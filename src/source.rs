//! Document sources: things the sync engine can load and normalize.
//!
//! The sync engine only sees [`EmbeddingSource`]; Markdown/MDX files are
//! the one kind implemented today via [`MarkdownSource`].

use anyhow::{Context, Result};
use async_trait::async_trait;

use crate::mdx;
use crate::models::{DocumentDescriptor, ParsedDocument};

/// A discovered document that can be loaded into a [`ParsedDocument`].
#[async_trait]
pub trait EmbeddingSource: Send + Sync {
    fn descriptor(&self) -> &DocumentDescriptor;

    /// Value stored in the page's `type` column.
    fn page_type(&self) -> &str;

    async fn load(&self) -> Result<ParsedDocument>;
}

/// A `.md` / `.mdx` file on disk.
#[derive(Debug, Clone)]
pub struct MarkdownSource {
    descriptor: DocumentDescriptor,
}

impl MarkdownSource {
    pub fn new(descriptor: DocumentDescriptor) -> Self {
        Self { descriptor }
    }
}

#[async_trait]
impl EmbeddingSource for MarkdownSource {
    fn descriptor(&self) -> &DocumentDescriptor {
        &self.descriptor
    }

    fn page_type(&self) -> &str {
        "markdown"
    }

    async fn load(&self) -> Result<ParsedDocument> {
        let content = tokio::fs::read_to_string(&self.descriptor.file_path)
            .await
            .with_context(|| format!("Failed to read {}", self.descriptor.file_path.display()))?;
        Ok(mdx::process_mdx(&content))
    }
}

/// Wrap discovered descriptors as Markdown sources.
pub fn markdown_sources(descriptors: Vec<DocumentDescriptor>) -> Vec<Box<dyn EmbeddingSource>> {
    descriptors
        .into_iter()
        .map(|d| Box::new(MarkdownSource::new(d)) as Box<dyn EmbeddingSource>)
        .collect()
}
//! ESM blocks (`import`/`export`) of MDX documents, parsed with
//! tree-sitter-javascript.
//!
//! Two questions are answered here:
//!
//! - [`is_complete`]: does a run of source lines form complete JavaScript?
//!   An ESM block may contain blank lines and only ends once it parses.
//! - [`extract_meta`]: the literal-valued properties of
//!   `export const|let|var meta = { … }`.
//!
//! ```text
//! export const meta = {
//!   title: "Getting started",
//!   order: 2,
//!   draft: false,
//! }
//! ```
//!
//! Only identifier keys with literal values (string, number, boolean, regex,
//! bigint) are captured. Anything else (calls, identifiers, template
//! literals, nested objects, spreads, methods) is dropped without error.

use serde_json::{Number, Value};
use tracing::debug;
use tree_sitter::{Language, Node, Parser, Tree};

use crate::models::Metadata;

const EXPORT_NAME: &str = "meta";

fn parse(source: &str) -> Option<Tree> {
    let mut parser = Parser::new();
    let language: Language = tree_sitter_javascript::LANGUAGE.into();
    if let Err(err) = parser.set_language(&language) {
        debug!(error = ?err, "javascript grammar rejected");
        return None;
    }
    parser.parse(source, None)
}

/// True when `source` parses as JavaScript without error or missing nodes.
pub fn is_complete(source: &str) -> bool {
    parse(source).is_some_and(|tree| !tree.root_node().has_error())
}

/// Find `export const|let|var meta = { … }` in `source` and return its
/// literal-valued properties.
///
/// Returns `None` when no such export exists or its initializer is not a
/// well-formed object literal.
pub fn extract_meta(source: &str) -> Option<Metadata> {
    let tree = parse(source)?;
    let root = tree.root_node();
    let bytes = source.as_bytes();

    let mut cursor = root.walk();
    let object = root
        .named_children(&mut cursor)
        .filter(|node| node.kind() == "export_statement")
        .filter_map(|node| node.child_by_field_name("declaration"))
        .filter(|decl| matches!(decl.kind(), "lexical_declaration" | "variable_declaration"))
        .find_map(|decl| meta_initializer(decl, bytes))?;

    if object.has_error() {
        debug!("meta export is not a well-formed object literal");
        return None;
    }

    let mut meta = Metadata::new();
    let mut cursor = object.walk();
    for property in object.named_children(&mut cursor) {
        match property.kind() {
            "pair" => {
                if let Some((key, value)) = literal_pair(property, bytes) {
                    meta.insert(key, value);
                }
            }
            "comment" => {}
            other => debug!(kind = other, "dropping non-literal meta property"),
        }
    }
    Some(meta)
}

/// The object literal assigned to `meta` in one declaration, if any.
fn meta_initializer<'t>(declaration: Node<'t>, bytes: &[u8]) -> Option<Node<'t>> {
    let mut cursor = declaration.walk();
    let declarators: Vec<Node<'t>> = declaration
        .named_children(&mut cursor)
        .filter(|node| node.kind() == "variable_declarator")
        .collect();

    declarators.into_iter().find_map(|declarator| {
        let name = declarator.child_by_field_name("name")?;
        if name.kind() != "identifier" || name.utf8_text(bytes).ok()? != EXPORT_NAME {
            return None;
        }
        let value = declarator.child_by_field_name("value")?;
        if value.kind() == "object" {
            Some(value)
        } else {
            debug!(kind = value.kind(), "meta export is not an object literal");
            None
        }
    })
}

fn literal_pair(pair: Node<'_>, bytes: &[u8]) -> Option<(String, Value)> {
    let key = pair.child_by_field_name("key")?;
    let value = pair.child_by_field_name("value")?;
    let key_text = key.utf8_text(bytes).ok()?.to_string();

    if key.kind() != "property_identifier" {
        debug!(key = %key_text, "dropping meta property with non-identifier key");
        return None;
    }

    let text = value.utf8_text(bytes).ok()?;
    let literal = match value.kind() {
        "string" => Some(Value::String(string_value(value, bytes))),
        "number" => number_value(text),
        "true" => Some(Value::Bool(true)),
        "false" => Some(Value::Bool(false)),
        "regex" => Some(Value::String(text.to_string())),
        _ => None,
    };

    match literal {
        Some(literal) => Some((key_text, literal)),
        None => {
            debug!(key = %key_text, kind = value.kind(), "dropping non-literal meta value");
            None
        }
    }
}

fn string_value(node: Node<'_>, bytes: &[u8]) -> String {
    let mut out = String::new();
    let mut cursor = node.walk();
    for part in node.named_children(&mut cursor) {
        let Ok(text) = part.utf8_text(bytes) else {
            continue;
        };
        match part.kind() {
            "string_fragment" => out.push_str(text),
            "escape_sequence" => unescape(text, &mut out),
            _ => {}
        }
    }
    out
}

/// Decode one escape sequence, backslash included.
fn unescape(sequence: &str, out: &mut String) {
    let body = sequence.strip_prefix('\\').unwrap_or(sequence);
    let hex = |digits: &str| u32::from_str_radix(digits, 16).ok().and_then(char::from_u32);

    let decoded = match body {
        "n" => Some('\n'),
        "t" => Some('\t'),
        "r" => Some('\r'),
        "b" => Some('\u{8}'),
        "f" => Some('\u{c}'),
        "v" => Some('\u{b}'),
        "0" => Some('\0'),
        // line continuation
        "\n" | "\r\n" | "\r" => return,
        _ => {
            if let Some(digits) = body.strip_prefix("u{").and_then(|b| b.strip_suffix('}')) {
                hex(digits)
            } else if let Some(digits) = body.strip_prefix('u').or_else(|| body.strip_prefix('x')) {
                hex(digits)
            } else {
                None
            }
        }
    };

    match decoded {
        Some(c) => out.push(c),
        None => out.push_str(body),
    }
}

/// JSON value of a numeric literal. Bigints become decimal strings.
fn number_value(text: &str) -> Option<Value> {
    let cleaned: String = text.chars().filter(|c| *c != '_').collect();
    let (digits, bigint) = match cleaned.strip_suffix('n') {
        Some(digits) => (digits, true),
        None => (cleaned.as_str(), false),
    };

    let radix = match digits.get(..2) {
        Some("0x") | Some("0X") => 16,
        Some("0o") | Some("0O") => 8,
        Some("0b") | Some("0B") => 2,
        _ => 10,
    };
    if radix != 10 {
        let parsed = u64::from_str_radix(&digits[2..], radix).ok()?;
        return Some(if bigint {
            Value::String(parsed.to_string())
        } else {
            Value::Number(Number::from(parsed))
        });
    }

    if bigint {
        return Some(Value::String(digits.to_string()));
    }
    if let Ok(int) = digits.parse::<i64>() {
        return Some(Value::Number(Number::from(int)));
    }
    digits
        .parse::<f64>()
        .ok()
        .and_then(Number::from_f64)
        .map(Value::Number)
}

#[cfg(test)]
mod tests {
    use super::*;
    use serde_json::json;

    #[test]
    fn test_extracts_literals() {
        let src = r#"export const meta = {
  title: "Getting started",
  order: 2,
  weight: 1.5,
  mask: 0xff,
  draft: false,
  pattern: /^a[/]b$/gi,
  big: 12345678901234567890n,
}"#;
        let meta = extract_meta(src).unwrap();
        assert_eq!(
            serde_json::Value::Object(meta),
            json!({
                "title": "Getting started",
                "order": 2,
                "weight": 1.5,
                "mask": 255,
                "draft": false,
                "pattern": "/^a[/]b$/gi",
                "big": "12345678901234567890",
            })
        );
    }

    #[test]
    fn test_drops_non_literals() {
        let src = r#"import { x } from './x'
export const meta = {
  title: 'Kept',
  computed: x.y,
  call: fn(1, { a: 2 }),
  tpl: `hi ${x}`,
  nested: { deep: true },
  list: [1, 2],
  sum: 1 + 2,
  nothing: null,
  shorthand,
  ...spread,
  method() { return 1 },
  "quoted": "skipped",
  last: "also kept"
}"#;
        let meta = extract_meta(src).unwrap();
        let mut keys: Vec<&str> = meta.keys().map(String::as_str).collect();
        keys.sort();
        assert_eq!(keys, vec!["last", "title"]);
        assert_eq!(meta["title"], json!("Kept"));
        assert_eq!(meta["last"], json!("also kept"));
    }

    #[test]
    fn test_other_exports_are_ignored() {
        assert!(extract_meta("export const other = { a: 1 }").is_none());
        assert!(extract_meta("export default function Layout() {}").is_none());
        assert!(extract_meta("import Foo from './foo'").is_none());
    }

    #[test]
    fn test_non_object_initializer() {
        assert!(extract_meta("export const meta = makeMeta()").is_none());
    }

    #[test]
    fn test_finds_meta_in_later_declaration() {
        let src = "export const layout = 'docs'\nexport let meta = { a: \"b\" }\nexport var other = 1";
        let meta = extract_meta(src).unwrap();
        assert_eq!(meta["a"], json!("b"));
    }

    #[test]
    fn test_string_escapes_and_comments() {
        let src = "export const meta = {\n  // comment, with comma\n  title: 'It\\'s \\u{1F600}\\n', /* trailing */\n}";
        let meta = extract_meta(src).unwrap();
        assert_eq!(meta["title"], json!("It's \u{1F600}\n"));
    }

    #[test]
    fn test_malformed_object_is_lenient() {
        assert!(extract_meta("export const meta = { title: 'x'").is_none());
    }

    #[test]
    fn test_jsx_in_esm_is_understood() {
        let src = "export const Note = ({ children }) => <aside>{children}</aside>\n\nexport const meta = { title: 'With JSX' }\n";
        assert!(is_complete(src));
        assert_eq!(extract_meta(src).unwrap()["title"], json!("With JSX"));
    }

    #[test]
    fn test_completeness() {
        assert!(is_complete("import { A } from './a'\n"));
        assert!(is_complete("export const meta = {\n  title: 'A',\n\n  order: 1,\n}\n"));
        assert!(!is_complete("export const meta = {\n  title: 'A',\n"));
        assert!(!is_complete("export is just a word in this sentence.\n"));
    }
}
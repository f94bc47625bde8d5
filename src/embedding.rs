//! Embedding client abstraction and the OpenAI-compatible implementation.
//!
//! The [`Embedder`] trait embeds exactly one text per call and reports the
//! tokens the service charged for it. There is no caching, batching or
//! retrying here: a failed call is returned to the caller, and the sync
//! engine treats it as a failure of the whole document.
//!
//! Also provides the vector helpers shared by the stores:
//! - [`cosine_similarity`] - similarity between two embedding vectors
//! - [`vec_to_blob`] / [`blob_to_vec`] - little-endian `f32` BLOB encoding

use std::time::Duration;

use async_trait::async_trait;
use reqwest::header::{HeaderMap, HeaderValue, AUTHORIZATION, CONTENT_TYPE};
use serde::{Deserialize, Serialize};
use thiserror::Error;

use crate::config::EmbeddingConfig;

/// Vector and token usage returned for one input.
#[derive(Debug, Clone, PartialEq)]
pub struct Embedding {
    pub vector: Vec<f32>,
    pub token_count: i64,
}

#[derive(Debug, Error)]
pub enum EmbedError {
    #[error("embedding service returned {status}: {body}")]
    Status { status: u16, body: String },
    #[error("embedding request failed: {0}")]
    Transport(#[from] reqwest::Error),
    #[error("invalid embedding response: {0}")]
    InvalidResponse(String),
}

/// A service that turns text into a fixed-length vector.
#[async_trait]
pub trait Embedder: Send + Sync {
    /// Model identifier, e.g. `"text-embedding-ada-002"`.
    fn model_name(&self) -> &str;

    /// Embed one text. Newlines are collapsed before the request is sent.
    async fn embed(&self, text: &str) -> Result<Embedding, EmbedError>;
}

/// Replace every line break with a single space.
///
/// The embedding model produces better vectors without newlines.
pub fn prepare_input(text: &str) -> String {
    text.replace("\r\n", " ").replace(['\n', '\r'], " ")
}

// ============ OpenAI ============

/// Client for `POST {base_url}/embeddings`.
pub struct OpenAIEmbedder {
    client: reqwest::Client,
    endpoint: String,
    model: String,
}

impl OpenAIEmbedder {
    pub fn new(config: &EmbeddingConfig, api_key: &str) -> anyhow::Result<Self> {
        anyhow::ensure!(!api_key.trim().is_empty(), "missing embedding API key");

        let mut headers = HeaderMap::new();
        headers.insert(
            AUTHORIZATION,
            HeaderValue::from_str(&format!("Bearer {}", api_key.trim()))?,
        );
        headers.insert(CONTENT_TYPE, HeaderValue::from_static("application/json"));

        let client = reqwest::Client::builder()
            .timeout(Duration::from_secs(config.timeout_secs))
            .default_headers(headers)
            .build()?;

        Ok(Self {
            client,
            endpoint: format!("{}/embeddings", config.base_url.trim_end_matches('/')),
            model: config.model.clone(),
        })
    }
}

#[derive(Serialize)]
struct EmbeddingRequest<'a> {
    model: &'a str,
    input: &'a str,
}

#[derive(Deserialize)]
struct EmbeddingResponse {
    data: Vec<EmbeddingData>,
    usage: Usage,
}

#[derive(Deserialize)]
struct EmbeddingData {
    embedding: Vec<f32>,
}

#[derive(Deserialize)]
struct Usage {
    total_tokens: i64,
}

#[async_trait]
impl Embedder for OpenAIEmbedder {
    fn model_name(&self) -> &str {
        &self.model
    }

    async fn embed(&self, text: &str) -> Result<Embedding, EmbedError> {
        let input = prepare_input(text);
        let response = self
            .client
            .post(&self.endpoint)
            .json(&EmbeddingRequest {
                model: &self.model,
                input: &input,
            })
            .send()
            .await?;

        let status = response.status();
        if !status.is_success() {
            let body = response.text().await.unwrap_or_default();
            return Err(EmbedError::Status {
                status: status.as_u16(),
                body,
            });
        }

        let parsed: EmbeddingResponse = response
            .json()
            .await
            .map_err(|e| EmbedError::InvalidResponse(e.to_string()))?;
        let vector = parsed
            .data
            .into_iter()
            .next()
            .map(|d| d.embedding)
            .ok_or_else(|| EmbedError::InvalidResponse("missing data[0]".to_string()))?;
        if vector.is_empty() {
            return Err(EmbedError::InvalidResponse("empty embedding".to_string()));
        }

        Ok(Embedding {
            vector,
            token_count: parsed.usage.total_tokens,
        })
    }
}

// ============ Vector helpers ============

/// Encode a vector as little-endian `f32` bytes for BLOB storage.
pub fn vec_to_blob(vec: &[f32]) -> Vec<u8> {
    vec.iter().flat_map(|v| v.to_le_bytes()).collect()
}

/// Decode a BLOB written by [`vec_to_blob`].
pub fn blob_to_vec(blob: &[u8]) -> Vec<f32> {
    blob.chunks_exact(4)
        .map(|b| f32::from_le_bytes([b[0], b[1], b[2], b[3]]))
        .collect()
}

/// Cosine similarity in `[-1.0, 1.0]`; `0.0` for empty or mismatched vectors.
pub fn cosine_similarity(a: &[f32], b: &[f32]) -> f32 {
    if a.len() != b.len() || a.is_empty() {
        return 0.0;
    }

    let (dot, norm_a, norm_b) = a
        .iter()
        .zip(b)
        .fold((0.0f32, 0.0f32, 0.0f32), |(dot, na, nb), (x, y)| {
            (dot + x * y, na + x * x, nb + y * y)
        });

    let denom = norm_a.sqrt() * norm_b.sqrt();
    if denom < f32::EPSILON {
        return 0.0;
    }
    dot / denom
}

#[cfg(test)]
mod tests {
    use super::*;
    use mockito::Matcher;
    use serde_json::json;

    fn config_for(server: &mockito::Server) -> EmbeddingConfig {
        EmbeddingConfig {
            base_url: server.url(),
            ..EmbeddingConfig::default()
        }
    }

    #[test]
    fn test_prepare_input_collapses_newlines() {
        assert_eq!(prepare_input("a\nb\r\nc\rd"), "a b c d");
        assert_eq!(prepare_input("a\n\nb"), "a  b");
        assert_eq!(prepare_input("plain"), "plain");
    }

    #[tokio::test]
    async fn test_embed_success() {
        let mut server = mockito::Server::new_async().await;
        let mock = server
            .mock("POST", "/embeddings")
            .match_header("authorization", "Bearer sk-test")
            .match_body(Matcher::PartialJson(json!({
                "model": "text-embedding-ada-002",
                "input": "# Title Body text",
            })))
            .with_status(200)
            .with_header("content-type", "application/json")
            .with_body(
                r#"{"data":[{"embedding":[0.5,-0.25,1.0],"index":0}],"usage":{"prompt_tokens":4,"total_tokens":4}}"#,
            )
            .create_async()
            .await;

        let embedder = OpenAIEmbedder::new(&config_for(&server), "sk-test").unwrap();
        let result = embedder.embed("# Title\nBody text").await.unwrap();

        mock.assert_async().await;
        assert_eq!(result.vector, vec![0.5, -0.25, 1.0]);
        assert_eq!(result.token_count, 4);
    }

    #[tokio::test]
    async fn test_non_success_status_is_error_without_retry() {
        let mut server = mockito::Server::new_async().await;
        let mock = server
            .mock("POST", "/embeddings")
            .with_status(500)
            .with_body("upstream exploded")
            .expect(1)
            .create_async()
            .await;

        let embedder = OpenAIEmbedder::new(&config_for(&server), "sk-test").unwrap();
        let err = embedder.embed("text").await.unwrap_err();

        mock.assert_async().await;
        match err {
            EmbedError::Status { status, body } => {
                assert_eq!(status, 500);
                assert_eq!(body, "upstream exploded");
            }
            other => panic!("expected status error, got {other:?}"),
        }
    }

    #[tokio::test]
    async fn test_malformed_response() {
        let mut server = mockito::Server::new_async().await;
        let _mock = server
            .mock("POST", "/embeddings")
            .with_status(200)
            .with_body(r#"{"data":[],"usage":{"total_tokens":0}}"#)
            .create_async()
            .await;

        let embedder = OpenAIEmbedder::new(&config_for(&server), "sk-test").unwrap();
        let err = embedder.embed("text").await.unwrap_err();
        assert!(matches!(err, EmbedError::InvalidResponse(_)));
    }

    #[test]
    fn test_missing_key_rejected() {
        assert!(OpenAIEmbedder::new(&EmbeddingConfig::default(), " ").is_err());
    }

    #[test]
    fn test_vec_blob_roundtrip() {
        let vec = vec![1.0f32, -2.5, 3.125, 0.0];
        assert_eq!(blob_to_vec(&vec_to_blob(&vec)), vec);
    }

    #[test]
    fn test_cosine() {
        assert!((cosine_similarity(&[1.0, 2.0], &[1.0, 2.0]) - 1.0).abs() < 1e-6);
        assert!(cosine_similarity(&[1.0, 0.0], &[0.0, 1.0]).abs() < 1e-6);
        assert_eq!(cosine_similarity(&[1.0], &[1.0, 2.0]), 0.0);
        assert_eq!(cosine_similarity(&[], &[]), 0.0);
    }
}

- _WHAT YOU NEED TO DO_
A single figure answers this: how many lines of the material hold "EmbeddingResponse".

- _EXERCISE SOLUTION_
2